** The problem **
In the records below, begin at the line that has "new.timeout_seconds = 10;" and stop after the line that has "let first = Utc::now();"; quote those lines verbatim and nothing more.

[Source records]

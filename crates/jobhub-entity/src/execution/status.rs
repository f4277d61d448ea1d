//! Execution status enumeration.

use serde::{Deserialize, Serialize};
use std::fmt;

/// Status of one execution attempt.
#[derive(Debug, Clone, Copy, PartialEq, Eq, Hash, Serialize, Deserialize, sqlx::Type)]
#[sqlx(type_name = "execution_status", rename_all = "snake_case")]
#[serde(rename_all = "snake_case")]
pub enum ExecutionStatus {
    /// Waiting for an instance to pick it up.
    Queued,
    /// Handed to the job handler.
    Running,
    Succeeded,
    Failed,
    TimedOut,
    Cancelled,
    Skipped,
    /// Failed or timed out; waiting for `next_retry_at`.
    Retrying,
}

impl ExecutionStatus {
    /// Statuses that count toward a job's concurrency ceiling.
    pub const ACTIVE: [Self; 2] = [Self::Queued, Self::Running];

    /// The attempt has finished one way or another.
    pub fn is_completed(&self) -> bool {
        matches!(
            self,
            Self::Succeeded | Self::Failed | Self::TimedOut | Self::Cancelled | Self::Skipped
        )
    }

    /// Outcomes that feed retry and circuit-breaker logic.
    pub fn is_failure(&self) -> bool {
        matches!(self, Self::Failed | Self::TimedOut)
    }

    /// Return the status as a snake_case string.
    pub fn as_str(&self) -> &'static str {
        match self {
            Self::Queued => "queued",
            Self::Running => "running",
            Self::Succeeded => "succeeded",
            Self::Failed => "failed",
            Self::TimedOut => "timed_out",
            Self::Cancelled => "cancelled",
            Self::Skipped => "skipped",
            Self::Retrying => "retrying",
        }
    }
}

impl fmt::Display for ExecutionStatus {
    fn fmt(&self, f: &mut fmt::Formatter<'_>) -> fmt::Result {
        write!(f, "{}", self.as_str())
    }
}
//! Job definition entity model.

use std::time::Duration;

use chrono::{DateTime, Utc};
use jobhub_core::types::JobId;
use jobhub_core::{AppError, AppResult};
use serde::{Deserialize, Serialize};
use sqlx::FromRow;

use super::circuit_policy::CircuitBreakerPolicy;
use super::retry::RetryPolicy;
use super::status::JobStatus;

/// A registered job: what to run, how long it may take, and how failures are handled.
#[derive(Debug, Clone, Serialize, Deserialize, FromRow)]
pub struct JobDefinition {
    pub id: JobId,
    pub name: String,
    pub description: Option<String>,
    /// Key into the executor registry.
    pub job_type: String,
    pub status: JobStatus,
    /// Deadline for one execution, in seconds.
    pub timeout_seconds: i32,
    /// Ceiling on Queued + Running executions of this job.
    pub max_concurrent_executions: i32,
    #[sqlx(json)]
    pub retry_policy: RetryPolicy,
    #[sqlx(json)]
    pub circuit_breaker_policy: CircuitBreakerPolicy,
    pub allow_manual_trigger: bool,
    pub created_by: String,
    pub created_at: DateTime<Utc>,
    pub updated_by: Option<String>,
    pub updated_at: DateTime<Utc>,
    // -- Disable bookkeeping --
    pub disabled_by: Option<String>,
    pub disabled_at: Option<DateTime<Utc>>,
    /// For breaker-disabled jobs this is the breaker's open reason.
    pub disabled_reason: Option<String>,
}

/// Data required to register a new job.
#[derive(Debug, Clone, Serialize, Deserialize)]
pub struct NewJob {
    pub name: String,
    pub description: Option<String>,
    pub job_type: String,
    pub timeout_seconds: i32,
    #[serde(default = "default_max_concurrent")]
    pub max_concurrent_executions: i32,
    #[serde(default = "RetryPolicy::no_retry")]
    pub retry_policy: RetryPolicy,
    #[serde(default = "CircuitBreakerPolicy::disabled")]
    pub circuit_breaker_policy: CircuitBreakerPolicy,
    #[serde(default = "default_true")]
    pub allow_manual_trigger: bool,
    pub created_by: String,
}

fn default_max_concurrent() -> i32 {
    1
}

fn default_true() -> bool {
    true
}

impl NewJob {
    /// A job with one slot, no retries, and the breaker disabled.
    pub fn new(
        name: impl Into<String>,
        job_type: impl Into<String>,
        timeout_seconds: i32,
        created_by: impl Into<String>,
    ) -> Self {
        Self {
            name: name.into(),
            description: None,
            job_type: job_type.into(),
            timeout_seconds,
            max_concurrent_executions: default_max_concurrent(),
            retry_policy: RetryPolicy::no_retry(),
            circuit_breaker_policy: CircuitBreakerPolicy::disabled(),
            allow_manual_trigger: true,
            created_by: created_by.into(),
        }
    }
}

impl JobDefinition {
    /// Create a job in `Draft` status.
    pub fn new(new: NewJob, now: DateTime<Utc>) -> AppResult<Self> {
        if new.name.trim().is_empty() {
            return Err(AppError::validation("Job name cannot be empty"));
        }
        if new.job_type.trim().is_empty() {
            return Err(AppError::validation("Job type cannot be empty"));
        }
        validate_timeout(new.timeout_seconds)?;
        validate_concurrency(new.max_concurrent_executions)?;

        Ok(Self {
            id: JobId::new(),
            name: new.name,
            description: new.description,
            job_type: new.job_type,
            status: JobStatus::Draft,
            timeout_seconds: new.timeout_seconds,
            max_concurrent_executions: new.max_concurrent_executions,
            retry_policy: new.retry_policy,
            circuit_breaker_policy: new.circuit_breaker_policy,
            allow_manual_trigger: new.allow_manual_trigger,
            created_by: new.created_by,
            created_at: now,
            updated_by: None,
            updated_at: now,
            disabled_by: None,
            disabled_at: None,
            disabled_reason: None,
        })
    }

    /// Per-execution deadline.
    pub fn timeout(&self) -> Duration {
        Duration::from_secs(u64::try_from(self.timeout_seconds).unwrap_or(0))
    }

    pub fn is_active(&self) -> bool {
        self.status == JobStatus::Active
    }

    /// Make the job schedulable. No-op when already active.
    pub fn activate(&mut self, by: &str, now: DateTime<Utc>) {
        if self.status == JobStatus::Active {
            return;
        }
        self.status = JobStatus::Active;
        self.updated_by = Some(by.to_string());
        self.updated_at = now;
        self.disabled_by = None;
        self.disabled_at = None;
        self.disabled_reason = None;
    }

    /// Stop scheduling the job. No-op when already disabled.
    pub fn disable(&mut self, by: &str, reason: &str, now: DateTime<Utc>) {
        if self.status == JobStatus::Disabled {
            return;
        }
        self.status = JobStatus::Disabled;
        self.disabled_by = Some(by.to_string());
        self.disabled_at = Some(now);
        self.disabled_reason = Some(reason.to_string());
        self.updated_by = Some(by.to_string());
        self.updated_at = now;
    }

    pub fn archive(&mut self, by: &str, now: DateTime<Utc>) {
        self.status = JobStatus::Archived;
        self.updated_by = Some(by.to_string());
        self.updated_at = now;
    }

    pub fn set_timeout(&mut self, timeout_seconds: i32) -> AppResult<()> {
        validate_timeout(timeout_seconds)?;
        self.timeout_seconds = timeout_seconds;
        Ok(())
    }

    pub fn set_concurrency(&mut self, max_concurrent: i32) -> AppResult<()> {
        validate_concurrency(max_concurrent)?;
        self.max_concurrent_executions = max_concurrent;
        Ok(())
    }

    pub fn set_retry_policy(&mut self, policy: RetryPolicy) {
        self.retry_policy = policy;
    }

    pub fn set_circuit_breaker_policy(&mut self, policy: CircuitBreakerPolicy) {
        self.circuit_breaker_policy = policy;
    }
}

fn validate_timeout(timeout_seconds: i32) -> AppResult<()> {
    if timeout_seconds < 1 {
        return Err(AppError::validation("Timeout must be at least 1 second"));
    }
    Ok(())
}

fn validate_concurrency(max_concurrent: i32) -> AppResult<()> {
    if max_concurrent < 1 {
        return Err(AppError::validation(
            "Max concurrent executions must be at least 1",
        ));
    }
    Ok(())
}

#[cfg(test)]
mod tests {
    use super::*;

    fn job() -> JobDefinition {
        JobDefinition::new(NewJob::new("nightly-export", "export", 60, "tests"), Utc::now())
            .expect("valid job")
    }

    #[test]
    fn test_new_job_is_draft() {
        let job = job();
        assert_eq!(job.status, JobStatus::Draft);
        assert_eq!(job.max_concurrent_executions, 1);
        assert_eq!(job.timeout(), Duration::from_secs(60));
    }

    #[test]
    fn test_rejects_bad_limits() {
        let mut new = NewJob::new("x", "export", 0, "tests");
        assert!(JobDefinition::new(new.clone(), Utc::now()).is_err());
        new.timeout_seconds = 10;
        new.max_concurrent_executions = 0;
        assert!(JobDefinition::new(new, Utc::now()).is_err());
    }

    #[test]
    fn test_disable_records_reason_and_is_idempotent() {
        let mut job = job();
        let first = Utc::now();
        job.activate("ops", first);
        job.disable("CircuitBreakerMonitor", "too many failures", first);
        let later = first + chrono::Duration::minutes(5);
        job.disable("someone-else", "other", later);

        assert_eq!(job.status, JobStatus::Disabled);
        assert_eq!(job.disabled_by.as_deref(), Some("CircuitBreakerMonitor"));
        assert_eq!(job.disabled_reason.as_deref(), Some("too many failures"));
        assert_eq!(job.disabled_at, Some(first));
    }

    #[test]
    fn test_activate_clears_disable_fields() {
        let mut job = job();
        let now = Utc::now();
        job.disable("ops", "maintenance", now);
        job.activate("ops", now);
        assert!(job.is_active());
        assert!(job.disabled_reason.is_none());
        assert!(job.disabled_at.is_none());
    }
}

[/Source records]

** Problem solution **
        new.timeout_seconds = 10;
        new.max_concurrent_executions = 0;
        assert!(JobDefinition::new(new, Utc::now()).is_err());
    }

    #[test]
    fn test_disable_records_reason_and_is_idempotent() {
        let mut job = job();
        let first = Utc::now();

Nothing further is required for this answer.